- _SOURCE DATA_:
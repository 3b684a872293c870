//! Roster and attendance domain model.
//!
//! # Responsibility
//! - Define the records shared by every storage backend.
//! - Own date coercion and the day-boundary rules used by absentee queries.
//! - Fix one ordering policy for rosters and absentee listings.
//!
//! # Invariants
//! - Every persisted record is identified by an adapter-assigned UUID.
//! - Attendance references its student by id only; it never owns a student.

pub mod attendance;
pub mod day;
pub mod student;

- _WORK REQUIRED_: In full and exactly, transcribe the material above.

- _COMPLETED EXERCISE_:
repository 3b684a872293c870
//! Roster and attendance domain model.
//!
//! # Responsibility
//! - Define the records shared by every storage backend.
//! - Own date coercion and the day-boundary rules used by absentee queries.
//! - Fix one ordering policy for rosters and absentee listings.
//!
//! # Invariants
//! - Every persisted record is identified by an adapter-assigned UUID.
//! - Attendance references its student by id only; it never owns a student.

pub mod attendance;
pub mod day;
pub mod student;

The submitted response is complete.